Most of us want our tax dollars to be wisely used — especially around tax time.
You’ve probably heard a lot about corporations not paying taxes. Last year, individual Americans contributed six times more in income tax than corporations did.
But have you heard about how many of citizens’ tax dollars then end up in corporate pockets? It’s a lot — especially for corporations that contract with the Pentagon. They collect nearly half of all military spending.
The average U.S. taxpayer contributed about $2,000 to the military last year, according to a breakdown my colleagues and I prepared for the Institute for Policy Studies.
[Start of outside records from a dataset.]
//! RSI (Relative Strength Index) using Wilder's smoothing.
//!
//! - Seed: simple mean of gains/losses over the first n price changes,
//!   landing at index n
//! - Subsequent: avg = (prev_avg * (n-1) + current) / n
//!
//! RSI = 100 - (100 / (1 + avg_gain / avg_loss)); avg_loss == 0 gives 100.
//! Warmup: indices below n are not-a-number.

use crate::domain::symbols::Series;

pub fn rsi(data: &[f64], length: usize) -> Series {
    let mut values = vec![f64::NAN; data.len()];
    if length == 0 || data.len() <= length {
        return values;
    }

    let changes: Vec<f64> = data.windows(2).map(|w| w[1] - w[0]).collect();

    let mut avg_gain = 0.0;
    let mut avg_loss = 0.0;
    for &change in &changes[..length] {
        if change > 0.0 {
            avg_gain += change;
        } else {
            avg_loss += change.abs();
        }
    }
    avg_gain /= length as f64;
    avg_loss /= length as f64;
    values[length] = strength_index(avg_gain, avg_loss);

    let n = length as f64;
    for i in (length + 1)..data.len() {
        let change = changes[i - 1];
        let gain = if change > 0.0 { change } else { 0.0 };
        let loss = if change < 0.0 { change.abs() } else { 0.0 };

        avg_gain = (avg_gain * (n - 1.0) + gain) / n;
        avg_loss = (avg_loss * (n - 1.0) + loss) / n;
        values[i] = strength_index(avg_gain, avg_loss);
    }

    values
}

fn strength_index(avg_gain: f64, avg_loss: f64) -> f64 {
    if avg_loss == 0.0 {
        100.0
    } else {
        100.0 - (100.0 / (1.0 + avg_gain / avg_loss))
    }
}

#[cfg(test)]
mod tests {
    use super::*;
    use approx::assert_relative_eq;
    use proptest::prelude::*;

    #[test]
    fn rsi_warmup_period() {
        let data: Vec<f64> = (1..=15).map(|i| 100.0 + (i as f64 % 5.0) * 2.0).collect();
        let values = rsi(&data, 14);

        assert_eq!(values.len(), 15);
        for (i, v) in values.iter().enumerate().take(14) {
            assert!(v.is_nan(), "index {} should be undefined", i);
        }
        assert!(!values[14].is_nan());
    }

    #[test]
    fn rsi_all_gains_no_losses() {
        let data: Vec<f64> = (0..15).map(|i| 100.0 + i as f64).collect();
        assert_relative_eq!(rsi(&data, 14)[14], 100.0);
    }

    #[test]
    fn rsi_all_losses_no_gains() {
        let data: Vec<f64> = (0..15).map(|i| 100.0 - i as f64).collect();
        assert_relative_eq!(rsi(&data, 14)[14], 0.0);
    }

    #[test]
    fn rsi_flat_prices_are_100() {
        let values = rsi(&[50.0; 6], 3);
        assert!(values[..3].iter().all(|v| v.is_nan()));
        for v in &values[3..] {
            assert_relative_eq!(*v, 100.0);
        }
    }

    #[test]
    fn rsi_known_calculation() {
        // changes: +2, -1, +2 → seed gain 4/3, loss 1/3
        let values = rsi(&[10.0, 12.0, 11.0, 13.0, 12.0], 3);
        let (g, l) = (4.0 / 3.0, 1.0 / 3.0);
        assert_relative_eq!(values[3], 100.0 - 100.0 / (1.0 + g / l));

        // next change -1: gain (g*2+0)/3, loss (l*2+1)/3
        let (g, l) = (g * 2.0 / 3.0, (l * 2.0 + 1.0) / 3.0);
        assert_relative_eq!(values[4], 100.0 - 100.0 / (1.0 + g / l), epsilon = 1e-12);
    }

    #[test]
    fn rsi_insufficient_data() {
        let values = rsi(&[1.0, 2.0, 3.0], 3);
        assert_eq!(values.len(), 3);
        assert!(values.iter().all(|v| v.is_nan()));
    }

    #[test]
    fn rsi_empty() {
        assert!(rsi(&[], 14).is_empty());
    }

    proptest! {
        #[test]
        fn bounded_and_warmup_exact(
            data in prop::collection::vec(1.0f64..1000.0, 0..80),
            length in 1usize..20,
        ) {
            let values = rsi(&data, length);
            prop_assert_eq!(values.len(), data.len());
            for (i, v) in values.iter().enumerate() {
                prop_assert_eq!(v.is_nan(), i < length);
                if !v.is_nan() {
                    prop_assert!((0.0..=100.0).contains(v), "RSI {} out of range", v);
                }
            }
        }
    }
}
More than $900 of that went to corporate military contractors.
In 2020, the largest Pentagon contractor, Lockheed Martin, took in $75 billion from taxpayers — and paid its CEO more than $23 million.
Unfortunately, this spending isn’t buying us a more secure world.
Last year, Congress added $25 billion the Pentagon didn’t ask for to its already gargantuan budget. Lawmakers even refused to let military leaders retire weapons systems they couldn’t use anymore. The extra money favored top military contractors that gave campaign money to a group of lawmakers, who refused to comment on it.
Then there’s simple price-gouging.
There’s the infamous case of TransDigm, a Pentagon contractor that charged the government $4,361 for a metal pin that should’ve cost $46 — and then refused to share cost data. Congress recently asked TransDigm to repay some of its misbegotten profits, but the Pentagon hasn’t cut off its business.
Somewhere between price-gouging and incompetence lies the F-35 jet fighter, an embarrassment the late Sen. John McCain, a Pentagon booster, called “a scandal and a tragedy.”